Harnett was not alone. The Patriot sentiment was seen by the British leadership as weak or lacking. However, fellow patriots and North Carolinians rallied together, Harnett among them, to revolt. Among the colonial patriots were Robert Howe and John Ashe, both of whom had once held pro-British sentiments. Howe supported Governor Tryon, the British governor of North Carolina, in the 1771 Regulator movement, but as tensions grew he joined the Sons of Liberty in North Carolina and was appointed in 1773 to North Carolina’s Committee of Correspondence. In 1775 he commanded the Brunswick County militia as a colonel. Like Howe, John Ashe, brother of Samuel Ashe who was on the Wilmington Committee of Safety with Harnett, served the Patriot cause diligently. John Ashe was a French and Indian War veteran and student of Harvard University whose military experience benefited North Carolina as a colonel in 1775.[9]

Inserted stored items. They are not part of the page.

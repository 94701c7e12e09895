use crate::class::{closing, is_right_bracket};

/// Check that the brackets in `input` are balanced and properly nested.
///
/// Each left bracket must be closed by its own kind of right bracket, but any
/// kind may be used for grouping.
///
/// # Examples
///
/// ```
/// # use polish::validate_brackets;
/// assert!(validate_brackets("[(){}]"));
/// assert!(!validate_brackets("(]"));
/// ```
#[must_use]
pub fn validate(input: &str) -> bool {
    let mut expected = Vec::new();
    for c in input.chars() {
        if let Some(right) = closing(c) {
            expected.push(right);
        } else if is_right_bracket(c) && expected.pop() != Some(c) {
            return false;
        }
    }
    expected.is_empty()
}
#![warn(missing_docs, clippy::all, clippy::pedantic)]
#![allow(
    clippy::needless_return,
    clippy::missing_docs_in_private_items,
    clippy::module_name_repetitions
)]

//! Polish, a crate for evaluating arithmetic expressions through reverse
//! polish notation.
//!
//! The easiest way to use this crate is with the [`eval`](fn.eval.html)
//! function, which takes the expression and the values of its variables:
//!
//! ```
//! assert_eq!(polish::eval("3+5*2", Vec::<(&str, f64)>::new()), Ok(13.0));
//! assert_eq!(polish::eval("2*a", vec![("a", 3.5)]), Ok(7.0));
//! ```
//!
//! It is also possible to separate the parsing from the evaluation of an
//! expression with the [`Expr`](struct.Expr.html) type, which also gives
//! access to the postfix form of the expression. Variables which are still
//! missing when evaluating can be asked to a [`Resolver`](trait.Resolver.html),
//! such as a closure or the interactive [`Prompt`](struct.Prompt.html).
//!
//! ```
//! use polish::Expr;
//!
//! let mut expr = Expr::with_bindings("3/c+b", vec![("c", 1.0)]).unwrap();
//! assert_eq!(expr.postfix(), "3c/b+");
//! assert_eq!(expr.unresolved(), vec!["b"]);
//! assert_eq!(expr.eval_with(&mut |_: &str| Some(5.0)), Ok(8.0));
//! ```
//!
//! # Language definition
//!
//! The language contains the following elements, without any whitespace:
//!
//! - number literals: `12`, `0.045`. Both sides of the decimal point are
//!   required;
//! - mathematical operators: `+`, `-`, `*` and `/`, with the usual
//!   precedence. All of them are left associative;
//! - brackets: `(...)`, `[...]` and `{...}`, properly nested;
//! - variables, made of ASCII letters and `_`. `pi` and `e` are constants,
//!   and can not be bound;
//! - unary minus, in front of a number, a variable or a bracket, at the start
//!   of the expression or of a bracket, or after an operator: `-2*(-a)`,
//!   `1-(-(b))`, `2*-3`.
//!
//! Any other symbol is forbidden in the input. Dividing by zero is an error
//! instead of giving an infinity.
//!
//! # Technical details
//!
//! The input is split into tokens by a finite state machine, after checking
//! that the brackets are balanced. The tokens are then reordered with the
//! Shunting-Yard algorithm, and the result is computed by a stack machine.

#[macro_use]
extern crate lazy_static;

mod brackets;
mod class;
mod error;
mod eval;
mod expr;
mod lexer;
mod postfix;
mod resolve;
mod token;
mod variables;

pub use brackets::validate as validate_brackets;
pub use error::{Error, ErrorKind};
pub use expr::{eval, Expr};
pub use lexer::is_variable;
pub use resolve::{Prompt, Resolver};
pub use token::{Kind, Name, Op, Token};
pub use variables::{Variables, CONSTANTS};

The Committee of Safety was one of many representations of the Revolutionary sentiment in the Carolinas and southern colonies. Although the British did not anticipate the fervor they found in the North, they did undertake measures to intimate and dissuade actions against the crown. On July 7, 1775 the North Carolina Gazette, published from New Bern, ran a proclamation by Royal Governor Josiah Martin from June 26, issued from Ft. Johnston, that “endeavored to persuade, reduce, and intimidate the good People of this Province.” The editors resolved that “the dearest rights and privileges of America are at stake.” Importantly, the column closed by quoting the final lines of a British letter to a parliamentary representative in North Carolina from March 29, 1775, addressed to a Mr. Boyd: “His Excellency our Governor called a Council at Fort Johnston last Saturday, when it was resolved to prorogue the Assembly till the 12th of September next.”[10] The actions of the governor and statements of the North Carolina Gazette reveal the bellicose tension in the region. The powder was filling the keg. The place of Governor Martin’s proclamation, Fort Johnston, seemed just the place for it to blow.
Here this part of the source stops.